▶ **Action item**:
Retrieve all lines below that have the string "first".

▶ **Input data**:
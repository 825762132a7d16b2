// SPDX-License-Identifier: Apache-2.0
// Copyright © 2025 Au-Zone Technologies. All Rights Reserved.

use clap::{Parser, Subcommand};
use log::{error, info};
use mind2web_dataset::{
    DatasetStore, Error, LocalStore, Settings, SAMPLE_FIELDS,
    mind2web::{ConvertOptions, Progress, ReadOptions, RecordReader, SEQUENCES_VIEW, create_dataset},
    write_arrow,
};
use std::{
    fs::File,
    io::BufWriter,
    path::{Path, PathBuf},
    process::ExitCode,
    sync::mpsc,
};

#[derive(Parser, Debug, Clone)]
#[command(author, version, about, long_about = None)]
struct Args {
    /// Settings file, defaults to config.toml in the user configuration
    /// directory
    #[clap(long, env = "MIND2WEB_CONFIG")]
    config: Option<PathBuf>,

    /// Directory holding the converted datasets
    #[clap(long)]
    datasets_dir: Option<PathBuf>,

    /// Converter Command
    #[command(subcommand)]
    cmd: Command,
}

#[derive(Subcommand, PartialEq, Clone, Debug)]
enum Command {
    /// Convert Mind2Web records into a dataset.  The input is a JSON Lines
    /// file, a Parquet shard or a directory of either.
    Convert {
        /// Input file or directory
        input: PathBuf,

        /// Dataset name
        #[clap(long, default_value = "mind2web")]
        name: String,

        /// Directory the screenshots are written to, defaults to the
        /// screenshots folder of the dataset
        #[clap(long)]
        screenshots: Option<PathBuf>,

        /// Fail instead of replacing an existing dataset with the same name
        #[clap(long)]
        no_overwrite: bool,

        /// Only convert the first N records
        #[clap(long)]
        limit: Option<usize>,

        /// JPEG quality of the written screenshots (1-100)
        #[clap(long)]
        quality: Option<u8>,
    },
    /// List the converted datasets.
    Datasets,
    /// Show the details of a dataset.
    Info {
        /// Dataset name
        name: String,
    },
    /// Print the trajectories of a dataset in step order.
    Sequences {
        /// Dataset name
        name: String,

        /// Saved view to evaluate
        #[clap(long, default_value = SEQUENCES_VIEW)]
        view: String,
    },
    /// Export the samples of a dataset.  The format follows the output
    /// extension: .json for the samples as JSON or .arrow for a flat Arrow
    /// table with one row per detection.
    Export {
        /// Dataset name
        name: String,

        /// Output file
        output: PathBuf,
    },
    /// Delete a dataset and everything stored in its directory.
    Delete {
        /// Dataset name
        name: String,
    },
}

fn handle_convert(
    store: &LocalStore,
    settings: &Settings,
    input: PathBuf,
    name: String,
    limit: Option<usize>,
) -> Result<(), Error> {
    use indicatif::{ProgressBar, ProgressStyle};

    let reader = RecordReader::with_options(ReadOptions {
        max_records: limit.unwrap_or(0),
    });
    let records = reader.read(&input)?;
    info!("Converting {} into dataset {}", input.display(), name);

    let options = ConvertOptions {
        overwrite: settings.overwrite,
        jpeg_quality: settings.jpeg_quality,
        ..Default::default()
    };
    let screenshots = settings.screenshots_dir_for(&name);

    let bar = ProgressBar::new(0);
    bar.set_style(
        ProgressStyle::with_template(
            "[{elapsed_precise} ETA: {eta}] {msg}: {wide_bar:.yellow} {human_pos}/{human_len}",
        )
        .map_err(|e| Error::InvalidParameters(e.to_string()))?
        .progress_chars("█▇▆▅▄▃▂▁  "),
    );
    bar.set_message("Converting");

    let (tx, rx) = mpsc::channel::<Progress>();
    let drain = {
        let bar = bar.clone();
        std::thread::spawn(move || {
            for progress in rx {
                let length = match progress.total {
                    0 => progress.current,
                    total => total,
                };
                bar.set_length(length as u64);
                bar.set_position(progress.current as u64);
            }
        })
    };

    let result = create_dataset(store, records, &name, &screenshots, &options, Some(tx));
    let _ = drain.join();
    bar.finish_and_clear();

    let dataset = result?;
    let view = dataset.load_saved_view(&options.view_name)?;
    println!(
        "Created dataset {} with {} samples in {} sequences",
        dataset.name(),
        dataset.len(),
        view.groups(&dataset).len()
    );
    info!("Screenshots written to {}", screenshots.display());
    Ok(())
}

fn handle_datasets(store: &LocalStore) -> Result<(), Error> {
    for name in store.list()? {
        println!("{}", name);
    }
    Ok(())
}

fn handle_info(store: &LocalStore, name: String) -> Result<(), Error> {
    let dataset = store.load(&name)?;
    println!("Name:          {}", dataset.name());
    println!("Samples:       {}", dataset.len());
    println!("Created:       {}", dataset.created_at().to_rfc3339());
    println!("Last modified: {}", dataset.last_modified_at().to_rfc3339());
    println!("Persistent:    {}", dataset.persistent());
    println!("Saved views:   {}", dataset.list_saved_views().join(", "));

    let dynamic: Vec<&str> = dataset.dynamic_fields().iter().map(String::as_str).collect();
    println!("Fields:        {}", SAMPLE_FIELDS.join(", "));
    if !dynamic.is_empty() {
        println!("Dynamic:       {}", dynamic.join(", "));
    }
    Ok(())
}

fn handle_sequences(store: &LocalStore, name: String, view: String) -> Result<(), Error> {
    let dataset = store.load(&name)?;
    let view = dataset.load_saved_view(&view)?;

    for group in view.groups(&dataset) {
        println!("{} ({} steps)", group.key_str(), group.len());
        for sample in &group.samples {
            println!(
                "    {}: {}",
                sample.target_action_index, sample.current_action
            );
        }
    }
    Ok(())
}

fn handle_export(store: &LocalStore, name: String, output: PathBuf) -> Result<(), Error> {
    let dataset = store.load(&name)?;

    let extension = output
        .extension()
        .and_then(|ext| ext.to_str())
        .map(str::to_lowercase);

    match extension.as_deref() {
        Some("json") => {
            create_parent(&output)?;
            let writer = BufWriter::new(File::create(&output)?);
            serde_json::to_writer_pretty(writer, dataset.samples())?;
            println!("Exported {} samples to {}", dataset.len(), output.display());
        }
        Some("arrow") => {
            let rows = write_arrow(&dataset, &output)?;
            println!("Exported {} rows to {}", rows, output.display());
        }
        _ => {
            return Err(Error::UnsupportedFormat(format!(
                "{} (expected .json or .arrow)",
                output.display()
            )));
        }
    }
    Ok(())
}

fn handle_delete(store: &LocalStore, name: String) -> Result<(), Error> {
    store.delete(&name)?;
    println!("Deleted dataset {}", name);
    Ok(())
}

fn create_parent(path: &Path) -> Result<(), Error> {
    if let Some(parent) = path.parent()
        && !parent.as_os_str().is_empty()
    {
        std::fs::create_dir_all(parent)?;
    }
    Ok(())
}

fn run(args: Args) -> Result<(), Error> {
    let mut settings = Settings::load(args.config.as_deref())?;
    if let Some(datasets_dir) = args.datasets_dir {
        settings.datasets_dir = datasets_dir;
    }

    let store = LocalStore::new(&settings.datasets_dir);

    match args.cmd {
        Command::Convert {
            input,
            name,
            screenshots,
            no_overwrite,
            limit,
            quality,
        } => {
            if screenshots.is_some() {
                settings.screenshots_dir = screenshots;
            }
            if no_overwrite {
                settings.overwrite = false;
            }
            if let Some(quality) = quality {
                settings.jpeg_quality = quality;
            }
            settings.validate()?;
            handle_convert(&store, &settings, input, name, limit)
        }
        Command::Datasets => handle_datasets(&store),
        Command::Info { name } => handle_info(&store, name),
        Command::Sequences { name, view } => handle_sequences(&store, name, view),
        Command::Export { name, output } => handle_export(&store, name, output),
        Command::Delete { name } => handle_delete(&store, name),
    }
}

fn main() -> ExitCode {
    env_logger::Builder::from_env(env_logger::Env::default().default_filter_or("info")).init();

    #[cfg(feature = "profiling")]
    {
        use tracing_subscriber::{EnvFilter, fmt, fmt::format::FmtSpan};
        // Fails to bridge `log` once env_logger owns it; spans still install
        let _ = fmt()
            .with_env_filter(EnvFilter::from_default_env())
            .with_span_events(FmtSpan::CLOSE)
            .with_writer(std::io::stderr)
            .try_init();
    }

    match run(Args::parse()) {
        Ok(()) => ExitCode::SUCCESS,
        Err(err) => {
            error!("{}", err);
            ExitCode::FAILURE
        }
    }
}
// SPDX-License-Identifier: Apache-2.0
// Copyright © 2025 Au-Zone Technologies. All Rights Reserved.

//! # Mind2Web Dataset Library
//!
//! Converts Mind2Web web navigation trajectories into visual datasets of
//! screenshots annotated with the UI elements each step acted on.
//!
//! ## Features
//!
//! - **Record Readers**: Stream records from JSON Lines exports or
//!   HuggingFace Parquet shards
//! - **Conversion**: Normalized bounding boxes, action labels and previous
//!   action context for every trajectory step
//! - **Dataset Container**: Samples with detections and classifications,
//!   image metadata and saved views
//! - **Stores**: Persist datasets on disk or keep them in memory
//! - **Polars Integration**: Export samples as DataFrames and Arrow IPC files
//!
//! ## Quick Start
//!
//! ```rust,no_run
//! use mind2web_dataset::{
//!     Error, LocalStore, Settings,
//!     mind2web::{ConvertOptions, RecordReader, create_dataset},
//! };
//!
//! fn main() -> Result<(), Error> {
//!     let settings = Settings::load(None)?;
//!     let store = LocalStore::new(&settings.datasets_dir);
//!
//!     let records = RecordReader::new().read("mind2web/test_task")?;
//!     let dataset = create_dataset(
//!         &store,
//!         records,
//!         "mind2web",
//!         &settings.screenshots_dir_for("mind2web"),
//!         &ConvertOptions::default(),
//!         None,
//!     )?;
//!     println!("Created {} with {} samples", dataset.name(), dataset.len());
//!
//!     Ok(())
//! }
//! ```
//!
//! ## Optional Features
//!
//! - `profiling`: Emits `tracing` spans for the conversion entry points

mod arrow;
mod config;
mod dataset;
mod error;
mod store;
mod view;

pub mod mind2web;

pub use crate::{
    arrow::{samples_dataframe, write_arrow},
    config::{Settings, default_config_path},
    dataset::{
        BoundingBox, Classification, Dataset, Detection, Detections, ImageMetadata, SAMPLE_FIELDS,
        Sample,
    },
    error::Error,
    mind2web::{ConvertOptions, Progress, create_dataset},
    store::{DatasetStore, LocalStore, MemoryStore},
    view::{Group, View, ViewStage},
};
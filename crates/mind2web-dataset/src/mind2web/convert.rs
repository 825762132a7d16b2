// SPDX-License-Identifier: Apache-2.0
// Copyright © 2025 Au-Zone Technologies. All Rights Reserved.

//! Field level conversions from Mind2Web records to dataset values.
//!
//! ## Coordinate Systems
//!
//! - **Mind2Web**: `bounding_box_rect` in pixels, top-left origin
//! - **Dataset**: [`BoundingBox`] normalized to 0-1, top-left origin

use super::types::{Candidate, Record};
use crate::{BoundingBox, Detection, Error};
use regex::Regex;
use std::sync::LazyLock;

static BRACKET_TAG: LazyLock<Regex> = LazyLock::new(|| {
    // Non-greedy so only the first bracketed run is consumed
    Regex::new(r"\[.*?\]\s*").expect("static regex is valid")
});

// =============================================================================
// Context enrichment
// =============================================================================

/// Fill `prev_actions` with every entry of `action_reprs` before
/// `target_action_index`.
///
/// An index past the end of the sequence yields the whole sequence.
pub fn add_prev_actions(mut record: Record) -> Result<Record, Error> {
    let index = record.target_index()?;
    record.prev_actions = record.action_reprs.iter().take(index).cloned().collect();
    Ok(record)
}

/// Lazily enrich a stream of records with [`add_prev_actions`].
pub fn prepare_records<I>(records: I) -> impl Iterator<Item = Result<Record, Error>>
where
    I: IntoIterator<Item = Result<Record, Error>>,
{
    records
        .into_iter()
        .map(|record| record.and_then(add_prev_actions))
}

// =============================================================================
// Bounding boxes
// =============================================================================

/// Parse `"x,y,width,height"` into pixel values.
///
/// # Example
/// ```
/// use mind2web_dataset::mind2web::parse_bounding_box_rect;
///
/// let rect = parse_bounding_box_rect("110,607.39,224,39").unwrap();
/// assert_eq!(rect, [110.0, 607.39, 224.0, 39.0]);
/// assert!(parse_bounding_box_rect("110,607.39,224").is_err());
/// ```
pub fn parse_bounding_box_rect(rect: &str) -> Result<[f64; 4], Error> {
    let values = rect
        .split(',')
        .map(|token| token.trim().parse::<f64>())
        .collect::<Result<Vec<_>, _>>()
        .map_err(|e| Error::InvalidBoundingBox(format!("{:?}: {}", rect, e)))?;

    match values[..] {
        [x, y, w, h] => Ok([x, y, w, h]),
        _ => Err(Error::InvalidBoundingBox(format!(
            "{:?}: expected 4 values, found {}",
            rect,
            values.len()
        ))),
    }
}

/// Convert a pixel rectangle `[x, y, w, h]` to a [`BoundingBox`] relative to
/// an image of `image_width` x `image_height` pixels.
pub fn normalize_bbox(
    rect: &[f64; 4],
    image_width: u32,
    image_height: u32,
) -> Result<BoundingBox, Error> {
    if image_width == 0 || image_height == 0 {
        return Err(Error::InvalidParameters(format!(
            "cannot normalize against a {}x{} image",
            image_width, image_height
        )));
    }

    let [x, y, w, h] = *rect;
    let img_w = image_width as f64;
    let img_h = image_height as f64;

    Ok(BoundingBox::new(x / img_w, y / img_h, w / img_w, h / img_h))
}

// =============================================================================
// Action text
// =============================================================================

/// Extract the action type from `<subject> -> TYPE: value`.
///
/// The value part is optional (`-> CLICK` has none).
pub fn action_type_from_repr(action_repr: &str) -> Result<String, Error> {
    let action = action_repr.split("->").nth(1).ok_or_else(|| {
        Error::InvalidActionRepr(format!("{:?} has no '->' separator", action_repr))
    })?;

    let action_type = action.split(':').next().unwrap_or_default().trim();
    if action_type.is_empty() {
        return Err(Error::InvalidActionRepr(format!(
            "{:?} has an empty action type",
            action_repr
        )));
    }

    Ok(action_type.to_owned())
}

/// Strip the leading `[element-type]` tag and the whitespace after it.
///
/// Only the first bracketed run is removed; text without brackets is returned
/// unchanged.
pub fn clean_action_repr(action_repr: &str) -> String {
    BRACKET_TAG.replace(action_repr, "").into_owned()
}

// =============================================================================
// Detections
// =============================================================================

/// Build a [`Detection`] for `candidate` on an image of the given size.
///
/// With `action_repr` the label is its action type and the text itself is
/// kept on the detection; otherwise the candidate's tag is the label.
pub fn create_detection(
    candidate: &Candidate,
    image_width: u32,
    image_height: u32,
    action_repr: Option<&str>,
) -> Result<Detection, Error> {
    let rect = parse_bounding_box_rect(&candidate.attributes.bounding_box_rect)?;
    let bounding_box = normalize_bbox(&rect, image_width, image_height)?;

    let label = match action_repr {
        Some(repr) => action_type_from_repr(repr)?,
        None => candidate.tag.clone(),
    };

    let mut detection = Detection::new(label, bounding_box);
    detection.target_action_reprs = action_repr.map(str::to_owned);
    Ok(detection)
}
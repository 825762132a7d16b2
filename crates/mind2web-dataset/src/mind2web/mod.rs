// SPDX-License-Identifier: Apache-2.0
// Copyright © 2025 Au-Zone Technologies. All Rights Reserved.

//! # Mind2Web Support
//!
//! Conversion of Mind2Web web navigation trajectories into visual datasets.
//! Each trajectory step becomes one [`Sample`](crate::Sample): its screenshot
//! is written as JPEG, the target element becomes the ground truth detection
//! and the remaining positive candidates become alternative detections.
//!
//! ## Workflow
//!
//! 1. **Read**: [`RecordReader`] streams records from JSON Lines or Parquet
//! 2. **Enrich**: [`add_prev_actions`] adds the actions preceding each step
//! 3. **Assemble**: [`create_dataset`] writes screenshots, builds samples and
//!    persists the dataset with its `sequences` view
//!
//! ## Example
//!
//! ```rust,no_run
//! use mind2web_dataset::{
//!     DatasetStore, LocalStore,
//!     mind2web::{ConvertOptions, RecordReader, create_dataset},
//! };
//!
//! # fn main() -> Result<(), mind2web_dataset::Error> {
//! let store = LocalStore::new("datasets");
//! let records = RecordReader::new().read("mind2web/test_website")?;
//! let dataset = create_dataset(
//!     &store,
//!     records,
//!     "mind2web-test-website",
//!     "screenshots".as_ref(),
//!     &ConvertOptions::default(),
//!     None,
//! )?;
//!
//! let view = dataset.load_saved_view("sequences")?;
//! for group in view.groups(&dataset) {
//!     println!("{}: {} steps", group.key_str(), group.len());
//! }
//! # Ok(())
//! # }
//! ```

mod builder;
mod convert;
mod reader;
mod types;


pub use types::{Candidate, CandidateAttributes, Record};

pub use reader::{JsonlRecords, ParquetRecords, ReadOptions, RecordReader, Records};

pub use convert::{
    action_type_from_repr, add_prev_actions, clean_action_repr, create_detection, normalize_bbox,
    parse_bounding_box_rect, prepare_records,
};

pub use builder::{ConvertOptions, Progress, SEQUENCES_VIEW, build_sample, create_dataset};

▶ **Response**:
        /// Only convert the first N records
    // Non-greedy so only the first bracketed run is consumed
/// Only the first bracketed run is removed; text without brackets is returned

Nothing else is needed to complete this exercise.